[The task]: Please transcribe every record below exactly as written.

[Material provided]:
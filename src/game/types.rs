//! ゲームの基本型定義モジュール
//! チェッカーで使用される座標、駒、マス、手などの値型を定義する。

use serde::{Deserialize, Serialize};
use std::fmt;

use super::player::Player;

/// 盤面の一辺のマス数
pub const BOARD_SIZE: usize = 8;

/// 駒の色およびマスの色を表すenum
/// 駒の場合は前進方向と所有者を決定する
#[derive(Debug, Clone, Copy, PartialEq, Eq, Hash, Serialize, Deserialize)]
pub enum ColorType {
    Light,
    Dark,
}

impl ColorType {
    /// 相手の色を返す
    pub fn opposite(self) -> ColorType {
        match self {
            ColorType::Light => ColorType::Dark,
            ColorType::Dark => ColorType::Light,
        }
    }

    /// 前進方向の行増分
    /// 黒は行番号が増える方向、白は減る方向に進む
    pub fn forward(self) -> i8 {
        match self {
            ColorType::Dark => 1,
            ColorType::Light => -1,
        }
    }

    /// 成りが発生する最奥の行
    pub fn promotion_row(self) -> usize {
        match self {
            ColorType::Dark => BOARD_SIZE - 1,
            ColorType::Light => 0,
        }
    }
}

/// 駒の種類
#[derive(Debug, Clone, Copy, PartialEq, Eq, Hash, Serialize, Deserialize)]
pub enum PieceType {
    Man,
    King,
}

/// 盤上の駒
/// 不変の値で、成りは同色のKingへの置き換えで表現する
#[derive(Debug, Clone, Copy, PartialEq, Eq, Hash, Serialize, Deserialize)]
pub struct Piece {
    pub color: ColorType,
    pub piece_type: PieceType,
}

impl Piece {
    pub fn new(color: ColorType, piece_type: PieceType) -> Self {
        Self { color, piece_type }
    }

    pub fn man(color: ColorType) -> Self {
        Self::new(color, PieceType::Man)
    }

    pub fn king(color: ColorType) -> Self {
        Self::new(color, PieceType::King)
    }

    pub fn is_king(&self) -> bool {
        self.piece_type == PieceType::King
    }

    /// 同色のKingを返す
    pub fn promoted(self) -> Self {
        Self::king(self.color)
    }

    /// 同色のManを返す（成りの取り消し用）
    pub fn demoted(self) -> Self {
        Self::man(self.color)
    }
}

/// 8x8盤面上の座標を表す構造体
/// row, colともに0-7の範囲で有効
#[derive(Debug, Clone, Copy, PartialEq, Eq, Hash, Serialize, Deserialize)]
pub struct Position {
    pub row: usize,
    pub col: usize,
}

impl Position {
    /// 範囲チェック付きのコンストラクタ
    /// 8x8盤面の範囲外の座標の場合はNoneを返す
    pub fn new(row: usize, col: usize) -> Option<Position> {
        if row < BOARD_SIZE && col < BOARD_SIZE {
            Some(Position { row, col })
        } else {
            None
        }
    }

    /// 座標が有効範囲内かチェックする
    pub fn is_valid(&self) -> bool {
        self.row < BOARD_SIZE && self.col < BOARD_SIZE
    }

    /// 指定した増分だけ移動した座標を返す
    /// 盤外に出る場合はNone
    pub fn offset(&self, dr: i8, dc: i8) -> Option<Position> {
        let row = self.row as i64 + dr as i64;
        let col = self.col as i64 + dc as i64;
        if row < 0 || col < 0 {
            return None;
        }
        Position::new(row as usize, col as usize)
    }

    /// 2点の中点（斜め2マスのジャンプで飛び越すマス）
    pub fn midpoint(&self, other: Position) -> Option<Position> {
        if (self.row + other.row) % 2 != 0 || (self.col + other.col) % 2 != 0 {
            return None;
        }
        Position::new((self.row + other.row) / 2, (self.col + other.col) / 2)
    }

    /// この座標にあるマスの色
    /// (row+col)が偶数なら白マス、奇数なら黒マス
    pub fn square_color(&self) -> ColorType {
        if (self.row + self.col) % 2 == 0 {
            ColorType::Light
        } else {
            ColorType::Dark
        }
    }
}

impl fmt::Display for Position {
    fn fmt(&self, f: &mut fmt::Formatter<'_>) -> fmt::Result {
        write!(f, "({}, {})", self.row, self.col)
    }
}

/// 盤面の1マス
/// マスの色は座標から導出される。盤面の更新はマスごと置き換える
#[derive(Debug, Clone, Copy, PartialEq, Eq, Serialize, Deserialize)]
pub struct Square {
    pub color_type: ColorType,
    pub position: Position,
    pub piece: Option<Piece>,
}

impl Square {
    pub fn new(position: Position, piece: Option<Piece>) -> Self {
        Self {
            color_type: position.square_color(),
            position,
            piece,
        }
    }

    pub fn empty(position: Position) -> Self {
        Self::new(position, None)
    }

    /// 駒を置いた新しいマスを返す
    pub fn with_piece(&self, piece: Piece) -> Self {
        Self::new(self.position, Some(piece))
    }

    /// 駒を取り除いた新しいマスを返す
    pub fn cleared(&self) -> Self {
        Self::empty(self.position)
    }

    /// 駒を置けるマスか（黒マスのみ）
    pub fn is_playable(&self) -> bool {
        self.color_type == ColorType::Dark
    }

    pub fn is_empty(&self) -> bool {
        self.piece.is_none()
    }
}

/// ゲームの1手を表現する構造体
/// 移動元・移動先のマス、取った駒のマス、成りの有無を保持する
#[derive(Debug, Clone, PartialEq, Eq, Serialize, Deserialize)]
pub struct Move {
    pub from: Square,
    pub to: Square,
    pub captured: Option<Square>,
    pub player: Player,
    pub is_promotion: bool,
}

impl Move {
    /// 成りなしの手を作成する
    /// 成りフラグはGame側で移動先の行から再計算される
    pub fn new(from: Square, to: Square, captured: Option<Square>, player: Player) -> Self {
        Self {
            from,
            to,
            captured,
            player,
            is_promotion: false,
        }
    }

    pub fn is_capture(&self) -> bool {
        self.captured.is_some()
    }

    /// 移動する駒（移動元マスに記録された駒）
    pub fn moving_piece(&self) -> Option<Piece> {
        self.from.piece
    }
}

[Exercise response]:
filename src/game/types.rs
//! ゲームの基本型定義モジュール
//! チェッカーで使用される座標、駒、マス、手などの値型を定義する。

use serde::{Deserialize, Serialize};
use std::fmt;

use super::player::Player;

/// 盤面の一辺のマス数
pub const BOARD_SIZE: usize = 8;

/// 駒の色およびマスの色を表すenum
/// 駒の場合は前進方向と所有者を決定する
#[derive(Debug, Clone, Copy, PartialEq, Eq, Hash, Serialize, Deserialize)]
pub enum ColorType {
    Light,
    Dark,
}

impl ColorType {
    /// 相手の色を返す
    pub fn opposite(self) -> ColorType {
        match self {
            ColorType::Light => ColorType::Dark,
            ColorType::Dark => ColorType::Light,
        }
    }

    /// 前進方向の行増分
    /// 黒は行番号が増える方向、白は減る方向に進む
    pub fn forward(self) -> i8 {
        match self {
            ColorType::Dark => 1,
            ColorType::Light => -1,
        }
    }

    /// 成りが発生する最奥の行
    pub fn promotion_row(self) -> usize {
        match self {
            ColorType::Dark => BOARD_SIZE - 1,
            ColorType::Light => 0,
        }
    }
}

/// 駒の種類
#[derive(Debug, Clone, Copy, PartialEq, Eq, Hash, Serialize, Deserialize)]
pub enum PieceType {
    Man,
    King,
}

/// 盤上の駒
/// 不変の値で、成りは同色のKingへの置き換えで表現する
#[derive(Debug, Clone, Copy, PartialEq, Eq, Hash, Serialize, Deserialize)]
pub struct Piece {
    pub color: ColorType,
    pub piece_type: PieceType,
}

impl Piece {
    pub fn new(color: ColorType, piece_type: PieceType) -> Self {
        Self { color, piece_type }
    }

    pub fn man(color: ColorType) -> Self {
        Self::new(color, PieceType::Man)
    }

    pub fn king(color: ColorType) -> Self {
        Self::new(color, PieceType::King)
    }

    pub fn is_king(&self) -> bool {
        self.piece_type == PieceType::King
    }

    /// 同色のKingを返す
    pub fn promoted(self) -> Self {
        Self::king(self.color)
    }

    /// 同色のManを返す（成りの取り消し用）
    pub fn demoted(self) -> Self {
        Self::man(self.color)
    }
}

/// 8x8盤面上の座標を表す構造体
/// row, colともに0-7の範囲で有効
#[derive(Debug, Clone, Copy, PartialEq, Eq, Hash, Serialize, Deserialize)]
pub struct Position {
    pub row: usize,
    pub col: usize,
}

impl Position {
    /// 範囲チェック付きのコンストラクタ
    /// 8x8盤面の範囲外の座標の場合はNoneを返す
    pub fn new(row: usize, col: usize) -> Option<Position> {
        if row < BOARD_SIZE && col < BOARD_SIZE {
            Some(Position { row, col })
        } else {
            None
        }
    }

    /// 座標が有効範囲内かチェックする
    pub fn is_valid(&self) -> bool {
        self.row < BOARD_SIZE && self.col < BOARD_SIZE
    }

    /// 指定した増分だけ移動した座標を返す
    /// 盤外に出る場合はNone
    pub fn offset(&self, dr: i8, dc: i8) -> Option<Position> {
        let row = self.row as i64 + dr as i64;
        let col = self.col as i64 + dc as i64;
        if row < 0 || col < 0 {
            return None;
        }
        Position::new(row as usize, col as usize)
    }

    /// 2点の中点（斜め2マスのジャンプで飛び越すマス）
    pub fn midpoint(&self, other: Position) -> Option<Position> {
        if (self.row + other.row) % 2 != 0 || (self.col + other.col) % 2 != 0 {
            return None;
        }
        Position::new((self.row + other.row) / 2, (self.col + other.col) / 2)
    }

    /// この座標にあるマスの色
    /// (row+col)が偶数なら白マス、奇数なら黒マス
    pub fn square_color(&self) -> ColorType {
        if (self.row + self.col) % 2 == 0 {
            ColorType::Light
        } else {
            ColorType::Dark
        }
    }
}

impl fmt::Display for Position {
    fn fmt(&self, f: &mut fmt::Formatter<'_>) -> fmt::Result {
        write!(f, "({}, {})", self.row, self.col)
    }
}

/// 盤面の1マス
/// マスの色は座標から導出される。盤面の更新はマスごと置き換える
#[derive(Debug, Clone, Copy, PartialEq, Eq, Serialize, Deserialize)]
pub struct Square {
    pub color_type: ColorType,
    pub position: Position,
    pub piece: Option<Piece>,
}

impl Square {
    pub fn new(position: Position, piece: Option<Piece>) -> Self {
        Self {
            color_type: position.square_color(),
            position,
            piece,
        }
    }

    pub fn empty(position: Position) -> Self {
        Self::new(position, None)
    }

    /// 駒を置いた新しいマスを返す
    pub fn with_piece(&self, piece: Piece) -> Self {
        Self::new(self.position, Some(piece))
    }

    /// 駒を取り除いた新しいマスを返す
    pub fn cleared(&self) -> Self {
        Self::empty(self.position)
    }

    /// 駒を置けるマスか（黒マスのみ）
    pub fn is_playable(&self) -> bool {
        self.color_type == ColorType::Dark
    }

    pub fn is_empty(&self) -> bool {
        self.piece.is_none()
    }
}

/// ゲームの1手を表現する構造体
/// 移動元・移動先のマス、取った駒のマス、成りの有無を保持する
#[derive(Debug, Clone, PartialEq, Eq, Serialize, Deserialize)]
pub struct Move {
    pub from: Square,
    pub to: Square,
    pub captured: Option<Square>,
    pub player: Player,
    pub is_promotion: bool,
}

impl Move {
    /// 成りなしの手を作成する
    /// 成りフラグはGame側で移動先の行から再計算される
    pub fn new(from: Square, to: Square, captured: Option<Square>, player: Player) -> Self {
        Self {
            from,
            to,
            captured,
            player,
            is_promotion: false,
        }
    }

    pub fn is_capture(&self) -> bool {
        self.captured.is_some()
    }

    /// 移動する駒（移動元マスに記録された駒）
    pub fn moving_piece(&self) -> Option<Piece> {
        self.from.piece
    }
}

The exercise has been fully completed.